# EXERCISE
Set out the records again, keeping every word as it is.

# SOURCE RECORDS
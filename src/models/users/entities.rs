use serde::{Deserialize, Serialize};

use crate::errors::Result;
use crate::utils::validate::validate_key;

// 已认证用户的 ID，同时作为存储路径中的一段
#[derive(Debug, Clone, PartialEq, Eq, Hash, Serialize, Deserialize)]
#[serde(try_from = "String", into = "String")]
pub struct UserId(String);

impl UserId {
    pub fn parse<S: Into<String>>(value: S) -> Result<Self> {
        let value = value.into();
        validate_key("user id", &value)?;
        Ok(Self(value))
    }

    pub fn as_str(&self) -> &str {
        &self.0
    }
}

impl TryFrom<String> for UserId {
    type Error = crate::errors::StoreError;

    fn try_from(value: String) -> Result<Self> {
        Self::parse(value)
    }
}

impl From<UserId> for String {
    fn from(value: UserId) -> Self {
        value.0
    }
}

impl std::fmt::Display for UserId {
    fn fmt(&self, f: &mut std::fmt::Formatter<'_>) -> std::fmt::Result {
        write!(f, "{}", self.0)
    }
}
use crate::backend::{RemoteStore, register::get_backend_plugin};
use crate::config::AppConfig;
use crate::errors::{Result, StoreError};
use crate::services::AssignmentStore;
use std::sync::Arc;
use tracing::{debug, warn};

const FALLBACK_BACKEND: &str = "memory";

pub struct StartupContext {
    pub backend: Arc<dyn RemoteStore>,
    pub store: AssignmentStore,
}

async fn build_backend(name: &str, config: &AppConfig) -> Result<Arc<dyn RemoteStore>> {
    let constructor = get_backend_plugin(name).ok_or_else(|| {
        StoreError::backend_plugin_not_found(format!("Backend '{name}' not found in registry"))
    })?;
    let backend = constructor(config.clone()).await?;
    Ok(Arc::from(backend))
}

/// 创建远程存储后端
///
/// 配置的后端不可用时回退到内存后端。
pub async fn create_backend(config: &AppConfig) -> Result<Arc<dyn RemoteStore>> {
    let backend_type = config.backend.backend_type.as_str();

    warn!("Attempting to create {} backend", backend_type);

    match build_backend(backend_type, config).await {
        Ok(backend) => {
            warn!("Successfully created {} backend", backend_type);
            Ok(backend)
        }
        Err(e) if backend_type != FALLBACK_BACKEND => {
            warn!("Failed to create {} backend: {}", backend_type, e);
            warn!("Falling back to {} backend", FALLBACK_BACKEND);
            let backend = build_backend(FALLBACK_BACKEND, config).await.map_err(|fallback_e| {
                StoreError::backend_connection(format!(
                    "No backend available (tried: {backend_type}, {FALLBACK_BACKEND}): {fallback_e}"
                ))
            })?;
            warn!("Successfully created fallback {} backend", FALLBACK_BACKEND);
            Ok(backend)
        }
        Err(e) => Err(e),
    }
}

/// 准备存储上下文
pub async fn prepare_startup(config: &AppConfig) -> Result<StartupContext> {
    if rustls::crypto::ring::default_provider()
        .install_default()
        .is_err()
    {
        debug!("rustls crypto provider already installed");
    }

    if cfg!(debug_assertions) {
        crate::backend::register::debug_backend_registry();
    }

    let backend = create_backend(config).await?;
    let store = AssignmentStore::new(backend.clone(), &config.store);
    debug!(
        "Assignment store ready on {} backend (load concurrency {})",
        backend.name(),
        config.store.load_concurrency
    );

    Ok(StartupContext { backend, store })
}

# OUTPUT
filename src/models/users/entities.rs
use serde::{Deserialize, Serialize};

use crate::errors::Result;
use crate::utils::validate::validate_key;

// 已认证用户的 ID，同时作为存储路径中的一段
#[derive(Debug, Clone, PartialEq, Eq, Hash, Serialize, Deserialize)]
#[serde(try_from = "String", into = "String")]
pub struct UserId(String);

impl UserId {
    pub fn parse<S: Into<String>>(value: S) -> Result<Self> {
        let value = value.into();
        validate_key("user id", &value)?;
        Ok(Self(value))
    }

    pub fn as_str(&self) -> &str {
        &self.0
    }
}

impl TryFrom<String> for UserId {
    type Error = crate::errors::StoreError;

    fn try_from(value: String) -> Result<Self> {
        Self::parse(value)
    }
}

impl From<UserId> for String {
    fn from(value: UserId) -> Self {
        value.0
    }
}

impl std::fmt::Display for UserId {
    fn fmt(&self, f: &mut std::fmt::Formatter<'_>) -> std::fmt::Result {
        write!(f, "{}", self.0)
    }
}
use crate::backend::{RemoteStore, register::get_backend_plugin};
use crate::config::AppConfig;
use crate::errors::{Result, StoreError};
use crate::services::AssignmentStore;
use std::sync::Arc;
use tracing::{debug, warn};

const FALLBACK_BACKEND: &str = "memory";

pub struct StartupContext {
    pub backend: Arc<dyn RemoteStore>,
    pub store: AssignmentStore,
}

async fn build_backend(name: &str, config: &AppConfig) -> Result<Arc<dyn RemoteStore>> {
    let constructor = get_backend_plugin(name).ok_or_else(|| {
        StoreError::backend_plugin_not_found(format!("Backend '{name}' not found in registry"))
    })?;
    let backend = constructor(config.clone()).await?;
    Ok(Arc::from(backend))
}

/// 创建远程存储后端
///
/// 配置的后端不可用时回退到内存后端。
pub async fn create_backend(config: &AppConfig) -> Result<Arc<dyn RemoteStore>> {
    let backend_type = config.backend.backend_type.as_str();

    warn!("Attempting to create {} backend", backend_type);

    match build_backend(backend_type, config).await {
        Ok(backend) => {
            warn!("Successfully created {} backend", backend_type);
            Ok(backend)
        }
        Err(e) if backend_type != FALLBACK_BACKEND => {
            warn!("Failed to create {} backend: {}", backend_type, e);
            warn!("Falling back to {} backend", FALLBACK_BACKEND);
            let backend = build_backend(FALLBACK_BACKEND, config).await.map_err(|fallback_e| {
                StoreError::backend_connection(format!(
                    "No backend available (tried: {backend_type}, {FALLBACK_BACKEND}): {fallback_e}"
                ))
            })?;
            warn!("Successfully created fallback {} backend", FALLBACK_BACKEND);
            Ok(backend)
        }
        Err(e) => Err(e),
    }
}

/// 准备存储上下文
pub async fn prepare_startup(config: &AppConfig) -> Result<StartupContext> {
    if rustls::crypto::ring::default_provider()
        .install_default()
        .is_err()
    {
        debug!("rustls crypto provider already installed");
    }

    if cfg!(debug_assertions) {
        crate::backend::register::debug_backend_registry();
    }

    let backend = create_backend(config).await?;
    let store = AssignmentStore::new(backend.clone(), &config.store);
    debug!(
        "Assignment store ready on {} backend (load concurrency {})",
        backend.name(),
        config.store.load_concurrency
    );

    Ok(StartupContext { backend, store })
}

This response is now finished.